[Stored items]
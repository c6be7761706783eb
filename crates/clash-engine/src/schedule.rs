//! Build a sorted, validity-partitioned meeting list from raw input rows.
//!
//! The first line is a header. Every following line is a `start,end` pair:
//!
//! - `start,` (end empty) overrides the working-day start.
//! - `,end` (start empty) overrides the working-day end.
//! - `start,end` becomes `Meeting <k>`, where `k` counts data rows from 1,
//!   sentinel rows included.
//!
//! Blank lines are ignored and do not consume a row number.

use tracing::debug;

use crate::error::{ClashError, Result};
use crate::meeting::{Meeting, WorkingHours};

/// Meetings for one day, split by whether they fit the working hours.
#[derive(Debug, Clone, PartialEq)]
pub struct Schedule {
    /// The `YYYY-MM-DD` day every meeting is anchored to.
    pub day: String,
    /// The working-hours window after applying sentinel rows.
    pub hours: WorkingHours,
    /// Meetings inside the window, sorted.
    pub valid: Vec<Meeting>,
    /// Meetings outside the window, sorted.
    pub invalid: Vec<Meeting>,
}

/// One classified data row.
enum Row<'a> {
    DayStart(&'a str),
    DayEnd(&'a str),
    Meeting(&'a str, &'a str),
    Empty,
}

fn classify(line: usize, raw: &str) -> Result<Row<'_>> {
    let mut fields = raw.split(',');
    let (Some(start), Some(end), None) = (fields.next(), fields.next(), fields.next()) else {
        return Err(ClashError::MalformedRow {
            line,
            content: raw.to_string(),
        });
    };
    Ok(match (start.trim(), end.trim()) {
        ("", "") => Row::Empty,
        (start, "") => Row::DayStart(start),
        ("", end) => Row::DayEnd(end),
        (start, end) => Row::Meeting(start, end),
    })
}

/// Build the meeting list from `lines` (header first) anchored to `day`.
///
/// Meetings are sorted by their natural order, then each one is checked
/// against the working hours in effect after reading the whole input.
///
/// # Errors
/// Returns `ClashError::MalformedRow` for a row that is not a `start,end`
/// pair, and `ClashError::InvalidTimeFormat` for any unparseable time,
/// including sentinel bounds.
pub fn build_schedule<S: AsRef<str>>(lines: &[S], day: &str) -> Result<Schedule> {
    let mut hours = WorkingHours::default();
    let mut meetings = Vec::new();
    let mut index = 0usize;

    for (offset, raw) in lines.iter().enumerate().skip(1) {
        let raw = raw.as_ref().trim();
        if raw.is_empty() {
            continue;
        }
        index += 1;
        match classify(offset + 1, raw)? {
            Row::DayStart(start) => {
                debug!(row = index, start, "working day start overridden");
                hours.start = start.to_string();
            }
            Row::DayEnd(end) => {
                debug!(row = index, end, "working day end overridden");
                hours.end = end.to_string();
            }
            Row::Meeting(start, end) => {
                let meeting = Meeting::new(format!("Meeting {index}"), start, end, Some(day))?;
                debug!(row = index, %meeting, "meeting parsed");
                meetings.push(meeting);
            }
            Row::Empty => debug!(row = index, "empty row skipped"),
        }
    }

    meetings.sort();

    let mut valid = Vec::new();
    let mut invalid = Vec::new();
    for mut meeting in meetings {
        if meeting.check_validity(&hours)? {
            valid.push(meeting);
        } else {
            debug!(%meeting, %hours, "meeting outside working hours");
            invalid.push(meeting);
        }
    }

    Ok(Schedule {
        day: day.to_string(),
        hours,
        valid,
        invalid,
    })
}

- Task brief -
Find and count the lines of the data that include the string "first", and report that figure by itself.

- Answer box -
2